TASK REQUIREMENTS
Please write out the complete listing that follows, exactly as it reads.

BEGIN AVAILABLE DATA

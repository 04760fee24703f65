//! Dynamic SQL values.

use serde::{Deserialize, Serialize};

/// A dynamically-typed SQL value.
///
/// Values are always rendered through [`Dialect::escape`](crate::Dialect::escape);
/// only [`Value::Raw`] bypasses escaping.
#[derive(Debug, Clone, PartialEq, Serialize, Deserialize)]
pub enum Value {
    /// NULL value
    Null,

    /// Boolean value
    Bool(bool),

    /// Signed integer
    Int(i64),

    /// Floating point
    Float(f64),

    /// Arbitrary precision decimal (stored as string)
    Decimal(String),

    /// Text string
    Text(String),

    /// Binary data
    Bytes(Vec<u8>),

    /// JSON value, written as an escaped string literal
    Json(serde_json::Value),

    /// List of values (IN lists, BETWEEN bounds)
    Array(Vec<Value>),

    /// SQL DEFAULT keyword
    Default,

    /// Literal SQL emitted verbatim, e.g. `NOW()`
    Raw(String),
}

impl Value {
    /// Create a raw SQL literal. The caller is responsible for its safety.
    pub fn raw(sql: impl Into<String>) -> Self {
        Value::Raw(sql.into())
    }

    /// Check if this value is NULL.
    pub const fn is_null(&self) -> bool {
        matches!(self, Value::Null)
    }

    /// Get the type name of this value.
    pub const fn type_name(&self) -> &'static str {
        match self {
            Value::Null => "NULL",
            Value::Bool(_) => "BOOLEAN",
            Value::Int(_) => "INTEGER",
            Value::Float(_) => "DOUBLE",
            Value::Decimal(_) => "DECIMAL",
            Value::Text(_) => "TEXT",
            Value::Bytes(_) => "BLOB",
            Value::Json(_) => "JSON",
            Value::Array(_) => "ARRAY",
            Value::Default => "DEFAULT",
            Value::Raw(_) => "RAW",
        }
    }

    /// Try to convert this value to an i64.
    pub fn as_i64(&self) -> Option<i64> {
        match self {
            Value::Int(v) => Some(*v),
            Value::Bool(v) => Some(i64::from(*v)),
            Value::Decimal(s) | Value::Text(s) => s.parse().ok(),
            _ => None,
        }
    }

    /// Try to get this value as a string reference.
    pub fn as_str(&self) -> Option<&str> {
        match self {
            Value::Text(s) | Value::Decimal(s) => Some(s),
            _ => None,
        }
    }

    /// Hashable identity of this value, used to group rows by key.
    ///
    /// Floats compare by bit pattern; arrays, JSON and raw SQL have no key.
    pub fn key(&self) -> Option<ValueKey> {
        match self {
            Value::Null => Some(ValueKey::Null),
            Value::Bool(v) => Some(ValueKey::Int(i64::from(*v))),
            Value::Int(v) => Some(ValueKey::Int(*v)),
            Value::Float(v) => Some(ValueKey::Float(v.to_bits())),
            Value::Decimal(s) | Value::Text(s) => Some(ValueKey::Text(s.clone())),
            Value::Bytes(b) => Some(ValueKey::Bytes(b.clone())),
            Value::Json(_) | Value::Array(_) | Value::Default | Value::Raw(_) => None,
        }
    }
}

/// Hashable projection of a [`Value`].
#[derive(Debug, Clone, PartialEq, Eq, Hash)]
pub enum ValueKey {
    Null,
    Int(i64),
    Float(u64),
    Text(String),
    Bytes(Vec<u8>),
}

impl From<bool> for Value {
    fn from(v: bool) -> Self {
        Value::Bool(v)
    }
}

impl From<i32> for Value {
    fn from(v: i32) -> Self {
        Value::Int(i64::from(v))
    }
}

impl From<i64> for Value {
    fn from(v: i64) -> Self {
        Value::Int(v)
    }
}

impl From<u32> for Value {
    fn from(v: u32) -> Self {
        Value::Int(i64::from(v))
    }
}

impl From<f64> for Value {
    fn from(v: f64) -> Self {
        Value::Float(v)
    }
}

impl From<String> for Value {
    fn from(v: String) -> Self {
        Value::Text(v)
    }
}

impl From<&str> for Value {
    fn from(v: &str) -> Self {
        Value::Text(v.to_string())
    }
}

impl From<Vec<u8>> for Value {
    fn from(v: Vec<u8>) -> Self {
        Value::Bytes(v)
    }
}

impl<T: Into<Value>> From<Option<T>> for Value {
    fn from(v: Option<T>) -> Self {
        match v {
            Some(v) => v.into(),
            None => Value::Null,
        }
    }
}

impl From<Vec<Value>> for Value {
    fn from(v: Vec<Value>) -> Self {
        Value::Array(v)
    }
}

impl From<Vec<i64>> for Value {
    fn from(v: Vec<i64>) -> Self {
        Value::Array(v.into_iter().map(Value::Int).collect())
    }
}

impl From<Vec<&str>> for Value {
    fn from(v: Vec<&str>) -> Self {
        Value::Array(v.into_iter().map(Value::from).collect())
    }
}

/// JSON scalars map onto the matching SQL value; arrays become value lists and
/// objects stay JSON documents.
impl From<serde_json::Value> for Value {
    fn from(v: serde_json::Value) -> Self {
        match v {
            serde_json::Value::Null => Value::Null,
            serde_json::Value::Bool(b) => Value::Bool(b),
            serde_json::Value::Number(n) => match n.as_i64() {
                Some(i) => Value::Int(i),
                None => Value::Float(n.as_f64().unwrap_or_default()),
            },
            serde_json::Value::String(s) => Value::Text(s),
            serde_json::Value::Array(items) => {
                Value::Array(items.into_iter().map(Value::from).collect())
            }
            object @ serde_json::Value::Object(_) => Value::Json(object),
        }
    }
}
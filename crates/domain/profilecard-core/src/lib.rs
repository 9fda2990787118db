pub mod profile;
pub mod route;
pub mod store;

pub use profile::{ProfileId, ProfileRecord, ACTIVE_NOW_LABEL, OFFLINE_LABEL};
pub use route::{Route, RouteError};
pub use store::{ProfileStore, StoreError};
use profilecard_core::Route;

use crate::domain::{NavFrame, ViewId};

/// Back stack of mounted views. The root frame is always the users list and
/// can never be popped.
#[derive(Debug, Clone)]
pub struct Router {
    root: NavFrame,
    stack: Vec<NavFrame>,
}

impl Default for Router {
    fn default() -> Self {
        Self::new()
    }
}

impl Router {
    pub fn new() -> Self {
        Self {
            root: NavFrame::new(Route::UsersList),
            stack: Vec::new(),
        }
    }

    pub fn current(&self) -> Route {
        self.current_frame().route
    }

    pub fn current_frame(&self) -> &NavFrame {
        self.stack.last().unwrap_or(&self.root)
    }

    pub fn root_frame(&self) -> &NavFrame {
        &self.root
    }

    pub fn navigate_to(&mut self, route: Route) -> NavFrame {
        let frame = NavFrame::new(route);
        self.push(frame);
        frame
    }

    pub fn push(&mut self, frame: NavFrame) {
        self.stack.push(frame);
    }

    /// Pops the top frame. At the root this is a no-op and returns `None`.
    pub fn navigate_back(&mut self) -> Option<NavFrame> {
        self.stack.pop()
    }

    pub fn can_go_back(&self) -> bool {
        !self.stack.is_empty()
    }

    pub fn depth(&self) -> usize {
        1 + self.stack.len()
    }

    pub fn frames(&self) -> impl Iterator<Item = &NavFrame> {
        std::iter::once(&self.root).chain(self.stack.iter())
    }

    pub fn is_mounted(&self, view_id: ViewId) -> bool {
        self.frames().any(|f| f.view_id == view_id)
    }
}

END AVAILABLE DATA

RESPONSE
repository 04760fee24703f65
//! Dynamic SQL values.

use serde::{Deserialize, Serialize};

/// A dynamically-typed SQL value.
///
/// Values are always rendered through [`Dialect::escape`](crate::Dialect::escape);
/// only [`Value::Raw`] bypasses escaping.
#[derive(Debug, Clone, PartialEq, Serialize, Deserialize)]
pub enum Value {
    /// NULL value
    Null,

    /// Boolean value
    Bool(bool),

    /// Signed integer
    Int(i64),

    /// Floating point
    Float(f64),

    /// Arbitrary precision decimal (stored as string)
    Decimal(String),

    /// Text string
    Text(String),

    /// Binary data
    Bytes(Vec<u8>),

    /// JSON value, written as an escaped string literal
    Json(serde_json::Value),

    /// List of values (IN lists, BETWEEN bounds)
    Array(Vec<Value>),

    /// SQL DEFAULT keyword
    Default,

    /// Literal SQL emitted verbatim, e.g. `NOW()`
    Raw(String),
}

impl Value {
    /// Create a raw SQL literal. The caller is responsible for its safety.
    pub fn raw(sql: impl Into<String>) -> Self {
        Value::Raw(sql.into())
    }

    /// Check if this value is NULL.
    pub const fn is_null(&self) -> bool {
        matches!(self, Value::Null)
    }

    /// Get the type name of this value.
    pub const fn type_name(&self) -> &'static str {
        match self {
            Value::Null => "NULL",
            Value::Bool(_) => "BOOLEAN",
            Value::Int(_) => "INTEGER",
            Value::Float(_) => "DOUBLE",
            Value::Decimal(_) => "DECIMAL",
            Value::Text(_) => "TEXT",
            Value::Bytes(_) => "BLOB",
            Value::Json(_) => "JSON",
            Value::Array(_) => "ARRAY",
            Value::Default => "DEFAULT",
            Value::Raw(_) => "RAW",
        }
    }

    /// Try to convert this value to an i64.
    pub fn as_i64(&self) -> Option<i64> {
        match self {
            Value::Int(v) => Some(*v),
            Value::Bool(v) => Some(i64::from(*v)),
            Value::Decimal(s) | Value::Text(s) => s.parse().ok(),
            _ => None,
        }
    }

    /// Try to get this value as a string reference.
    pub fn as_str(&self) -> Option<&str> {
        match self {
            Value::Text(s) | Value::Decimal(s) => Some(s),
            _ => None,
        }
    }

    /// Hashable identity of this value, used to group rows by key.
    ///
    /// Floats compare by bit pattern; arrays, JSON and raw SQL have no key.
    pub fn key(&self) -> Option<ValueKey> {
        match self {
            Value::Null => Some(ValueKey::Null),
            Value::Bool(v) => Some(ValueKey::Int(i64::from(*v))),
            Value::Int(v) => Some(ValueKey::Int(*v)),
            Value::Float(v) => Some(ValueKey::Float(v.to_bits())),
            Value::Decimal(s) | Value::Text(s) => Some(ValueKey::Text(s.clone())),
            Value::Bytes(b) => Some(ValueKey::Bytes(b.clone())),
            Value::Json(_) | Value::Array(_) | Value::Default | Value::Raw(_) => None,
        }
    }
}

/// Hashable projection of a [`Value`].
#[derive(Debug, Clone, PartialEq, Eq, Hash)]
pub enum ValueKey {
    Null,
    Int(i64),
    Float(u64),
    Text(String),
    Bytes(Vec<u8>),
}

impl From<bool> for Value {
    fn from(v: bool) -> Self {
        Value::Bool(v)
    }
}

impl From<i32> for Value {
    fn from(v: i32) -> Self {
        Value::Int(i64::from(v))
    }
}

impl From<i64> for Value {
    fn from(v: i64) -> Self {
        Value::Int(v)
    }
}

impl From<u32> for Value {
    fn from(v: u32) -> Self {
        Value::Int(i64::from(v))
    }
}

impl From<f64> for Value {
    fn from(v: f64) -> Self {
        Value::Float(v)
    }
}

impl From<String> for Value {
    fn from(v: String) -> Self {
        Value::Text(v)
    }
}

impl From<&str> for Value {
    fn from(v: &str) -> Self {
        Value::Text(v.to_string())
    }
}

impl From<Vec<u8>> for Value {
    fn from(v: Vec<u8>) -> Self {
        Value::Bytes(v)
    }
}

impl<T: Into<Value>> From<Option<T>> for Value {
    fn from(v: Option<T>) -> Self {
        match v {
            Some(v) => v.into(),
            None => Value::Null,
        }
    }
}

impl From<Vec<Value>> for Value {
    fn from(v: Vec<Value>) -> Self {
        Value::Array(v)
    }
}

impl From<Vec<i64>> for Value {
    fn from(v: Vec<i64>) -> Self {
        Value::Array(v.into_iter().map(Value::Int).collect())
    }
}

impl From<Vec<&str>> for Value {
    fn from(v: Vec<&str>) -> Self {
        Value::Array(v.into_iter().map(Value::from).collect())
    }
}

/// JSON scalars map onto the matching SQL value; arrays become value lists and
/// objects stay JSON documents.
impl From<serde_json::Value> for Value {
    fn from(v: serde_json::Value) -> Self {
        match v {
            serde_json::Value::Null => Value::Null,
            serde_json::Value::Bool(b) => Value::Bool(b),
            serde_json::Value::Number(n) => match n.as_i64() {
                Some(i) => Value::Int(i),
                None => Value::Float(n.as_f64().unwrap_or_default()),
            },
            serde_json::Value::String(s) => Value::Text(s),
            serde_json::Value::Array(items) => {
                Value::Array(items.into_iter().map(Value::from).collect())
            }
            object @ serde_json::Value::Object(_) => Value::Json(object),
        }
    }
}
filename crates/domain/profilecard-core/src/lib.rs
repository 9fda2990787118db
pub mod profile;
pub mod route;
pub mod store;

pub use profile::{ProfileId, ProfileRecord, ACTIVE_NOW_LABEL, OFFLINE_LABEL};
pub use route::{Route, RouteError};
pub use store::{ProfileStore, StoreError};
use profilecard_core::Route;

use crate::domain::{NavFrame, ViewId};

/// Back stack of mounted views. The root frame is always the users list and
/// can never be popped.
#[derive(Debug, Clone)]
pub struct Router {
    root: NavFrame,
    stack: Vec<NavFrame>,
}

impl Default for Router {
    fn default() -> Self {
        Self::new()
    }
}

impl Router {
    pub fn new() -> Self {
        Self {
            root: NavFrame::new(Route::UsersList),
            stack: Vec::new(),
        }
    }

    pub fn current(&self) -> Route {
        self.current_frame().route
    }

    pub fn current_frame(&self) -> &NavFrame {
        self.stack.last().unwrap_or(&self.root)
    }

    pub fn root_frame(&self) -> &NavFrame {
        &self.root
    }

    pub fn navigate_to(&mut self, route: Route) -> NavFrame {
        let frame = NavFrame::new(route);
        self.push(frame);
        frame
    }

    pub fn push(&mut self, frame: NavFrame) {
        self.stack.push(frame);
    }

    /// Pops the top frame. At the root this is a no-op and returns `None`.
    pub fn navigate_back(&mut self) -> Option<NavFrame> {
        self.stack.pop()
    }

    pub fn can_go_back(&self) -> bool {
        !self.stack.is_empty()
    }

    pub fn depth(&self) -> usize {
        1 + self.stack.len()
    }

    pub fn frames(&self) -> impl Iterator<Item = &NavFrame> {
        std::iter::once(&self.root).chain(self.stack.iter())
    }

    pub fn is_mounted(&self, view_id: ViewId) -> bool {
        self.frames().any(|f| f.view_id == view_id)
    }
}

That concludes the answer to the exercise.